Work required ->
This exercise asks for a copy of each line in the records below with the word "count" in it.

Records to use ->
use std::path::Path;

use annotator_core::Location;
use annotator_injector::{AnnotationEdit, FileOffsetStore, Injector};
use proptest::prelude::*;

const NULLABLE: &str = "javax.annotation.Nullable";
const IMPORT_LINE: &str = "\nimport javax.annotation.Nullable;";

const SOURCE: &str = r#"package com.acme;

import java.util.List;

/** A repository. */
public class Repo {
    private Object cache, backup;
    protected final List<String> names = null;

    public Repo(Object seed, List<String> names) {
        this.cache = seed;
    }

    @Override
    public String toString() { return "repo"; }

    public <T> T find(T key, int limit, Object... rest) {
        return key;
    }

    static class Entry {
        Object value;
        Object get(Object fallback) { return value; }
    }
}
"#;

fn locations(path: &Path) -> Vec<Location> {
    vec![
        Location::field("com.acme.Repo", path, ["cache", "backup"]),
        Location::field("com.acme.Repo", path, ["names"]),
        Location::parameter("com.acme.Repo", path, "Repo(java.lang.Object,java.util.List<java.lang.String>)", 0),
        Location::parameter("com.acme.Repo", path, "Repo(java.lang.Object,java.util.List<java.lang.String>)", 1),
        Location::method("com.acme.Repo", path, "toString()"),
        Location::method("com.acme.Repo", path, "find(T,int,java.lang.Object[])"),
        Location::parameter("com.acme.Repo", path, "find(T,int,java.lang.Object[])", 0),
        Location::parameter("com.acme.Repo", path, "find(T,int,java.lang.Object[])", 2),
        Location::field("com.acme.Repo$Entry", path, ["value"]),
        Location::method("com.acme.Repo$Entry", path, "get(java.lang.Object)"),
        Location::parameter("com.acme.Repo$Entry", path, "get(java.lang.Object)", 0),
    ]
}

proptest! {
    #[test]
    fn add_then_remove_restores_the_source(mask in proptest::collection::vec(any::<bool>(), 11)) {
        let dir = tempfile::tempdir().unwrap();
        let path = dir.path().join("Repo.java");
        std::fs::write(&path, SOURCE).unwrap();

        let chosen: Vec<Location> = locations(&path)
            .into_iter()
            .zip(&mask)
            .filter(|(_, keep)| **keep)
            .map(|(loc, _)| loc)
            .collect();
        let adds: Vec<AnnotationEdit> = chosen.iter().cloned().map(|loc| AnnotationEdit::add(loc, NULLABLE)).collect();
        let removes: Vec<AnnotationEdit> = adds.iter().map(AnnotationEdit::reverse).collect();

        let injector = Injector::new();
        let added = injector.apply(&adds).unwrap();
        prop_assert_eq!(added.failures().count(), 0);
        let removed = injector.apply(&removes).unwrap();
        prop_assert_eq!(removed.failures().count(), 0);

        let after = std::fs::read_to_string(&path).unwrap();
        prop_assert_eq!(after.replace(IMPORT_LINE, ""), SOURCE);
    }
}

#[test]
fn offsets_map_back_to_the_original_file() {
    let dir = tempfile::tempdir().unwrap();
    let path = dir.path().join("Repo.java");
    std::fs::write(&path, SOURCE).unwrap();

    let report = Injector::new()
        .apply(&[AnnotationEdit::add(
            Location::method("com.acme.Repo", &path, "toString()"),
            NULLABLE,
        )])
        .unwrap();
    let mut store = FileOffsetStore::default();
    store.record(&report);

    let edited = std::fs::read_to_string(&path).unwrap();
    let marker = "return key;";
    let new_offset = edited.find(marker).unwrap() as u32;
    let old_offset = SOURCE.find(marker).unwrap() as u32;
    assert_eq!(store.to_original(&path, new_offset), old_offset);
}

#[test]
fn reverted_edits_fold_out_of_the_offset_store() {
    let dir = tempfile::tempdir().unwrap();
    let path = dir.path().join("Repo.java");
    std::fs::write(&path, SOURCE).unwrap();
    let injector = Injector::new();
    let mut store = FileOffsetStore::default();

    let adds = [
        AnnotationEdit::add(Location::method("com.acme.Repo", &path, "toString()"), NULLABLE),
        AnnotationEdit::add(Location::field("com.acme.Repo$Entry", &path, ["value"]), NULLABLE),
    ];
    let removes: Vec<AnnotationEdit> = adds.iter().map(AnnotationEdit::reverse).collect();
    for _ in 0..3 {
        store.record(&injector.apply(&adds).unwrap());
        store.record(&injector.apply(&removes).unwrap());
    }

    // Only the import survives the reverts.
    let edited = std::fs::read_to_string(&path).unwrap();
    assert_eq!(edited.replace(IMPORT_LINE, ""), SOURCE);
    assert_eq!(store.len(), 1);
    for marker in ["return key;", "Object value;", "package com.acme;"] {
        let new_offset = edited.find(marker).unwrap() as u32;
        let old_offset = SOURCE.find(marker).unwrap() as u32;
        assert_eq!(store.to_original(&path, new_offset), old_offset, "{marker}");
    }

    // With the import already in place an add and its revert leave nothing.
    let other = dir.path().join("Other.java");
    std::fs::write(&other, &edited).unwrap();
    let mut fresh = FileOffsetStore::default();
    let add = [AnnotationEdit::add(Location::method("com.acme.Repo", &other, "toString()"), NULLABLE)];
    fresh.record(&injector.apply(&add).unwrap());
    assert_eq!(fresh.len(), 1);
    fresh.record(&injector.apply(&[add[0].reverse()]).unwrap());
    assert!(fresh.is_empty());
}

Solution ->
        prop_assert_eq!(added.failures().count(), 0);
        prop_assert_eq!(removed.failures().count(), 0);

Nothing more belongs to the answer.